The GENIA Project: Knowledge Acquisition from Biology Texts

Overview of Project The GENIA project [9] (Fig. 1) seeks to automatically extract useful information from texts written by scientists to help overcome the problems caused by information overload. We intend that while the methods are customized for application in the microbiology domain, the basic methods should be generalisable to knowledge acquisition in other scientific and engineering domains. The challenge of extracting and classifying molecular biology terminology is significant. We aim to work with domain experts to build tools to identify terminology for objects such as proteins and genes as well as discovering the relations between them. So far we have achieved considerable success using hidden Markov models [1] and decision trees [5] that learn from a marked-up corpus [6, 8]. The results can be used to build gazettes, formulate nomenclatures and ontologies, index documents for searching and add to medical databases.
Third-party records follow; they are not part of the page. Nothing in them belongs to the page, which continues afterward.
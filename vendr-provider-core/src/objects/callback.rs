//! Callback processing results returned to the host.

use rust_decimal::Decimal;
use serde::{Deserialize, Serialize};

/// Payment status the host records against an order after a callback.
#[derive(Debug, Clone, Copy, PartialEq, Eq, Hash, Serialize, Deserialize)]
#[serde(rename_all = "snake_case")]
pub enum PaymentStatus {
    /// The gateway has not reported a final state yet.
    PendingExternalSystem,
    /// The payment is authorized (or already captured) on the gateway side.
    Authorized,
    /// The payment was cancelled on the gateway side.
    Cancelled,
}

impl std::fmt::Display for PaymentStatus {
    fn fmt(&self, f: &mut std::fmt::Formatter<'_>) -> std::fmt::Result {
        match self {
            PaymentStatus::PendingExternalSystem => write!(f, "pending_external_system"),
            PaymentStatus::Authorized => write!(f, "authorized"),
            PaymentStatus::Cancelled => write!(f, "cancelled"),
        }
    }
}

/// Transaction details the host records against the order.
#[derive(Debug, Clone, PartialEq, Eq)]
pub struct TransactionInfo {
    /// Gateway-side transaction identifier.
    pub transaction_id: String,
    pub amount_authorized: Decimal,
    pub transaction_fee: Decimal,
    pub payment_status: PaymentStatus,
}

/// Outcome of `process_callback`.
///
/// Providers never surface an error type to the host here: a callback that
/// cannot be authenticated or understood maps to [`CallbackResult::BadRequest`],
/// which the host answers with HTTP 400.
#[derive(Debug, Clone, PartialEq, Eq)]
pub enum CallbackResult {
    /// The callback was authenticated and reconciled against the gateway.
    Processed(TransactionInfo),
    /// The callback could not be authenticated or understood.
    BadRequest,
}

impl CallbackResult {
    pub fn success(info: TransactionInfo) -> Self {
        Self::Processed(info)
    }

    pub fn bad_request() -> Self {
        Self::BadRequest
    }

    pub fn is_bad_request(&self) -> bool {
        matches!(self, Self::BadRequest)
    }

    /// The recorded transaction, unless the callback was rejected.
    pub fn transaction(&self) -> Option<&TransactionInfo> {
        match self {
            Self::Processed(info) => Some(info),
            Self::BadRequest => None,
        }
    }
}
We have also developed unsupervised methods for extracting a thesaurus from large domain text collections [3] and a supervised method based on boosting for MEDLINE abstract classification [2]. In addition to processing methods, we are developing an annotated corpus in which the structure of a text, the structure of sentences, and the semantics of terms based on a domain ontology [7] are marked up by experts. They serve as a knowledge resource on which the learning models and other methodologies can be developed. We have also developed an annotation tool that manages multiple tag sets on a text [4] and GPML (Genia Project Markup Language) [10], as well as definitions of various information to be annotated on the abstracts. The annotation tool incorporates the terminology extraction process we have developed to help annotators by showing the candidates of terms. We are currently working on the key task of extracting event information about protein interactions. This type of information extraction requires the joint effort of many sources of knowledge, which we are now developing. These include a parser, ontology, thesaurus and domain dictionaries as well as supervised learning models.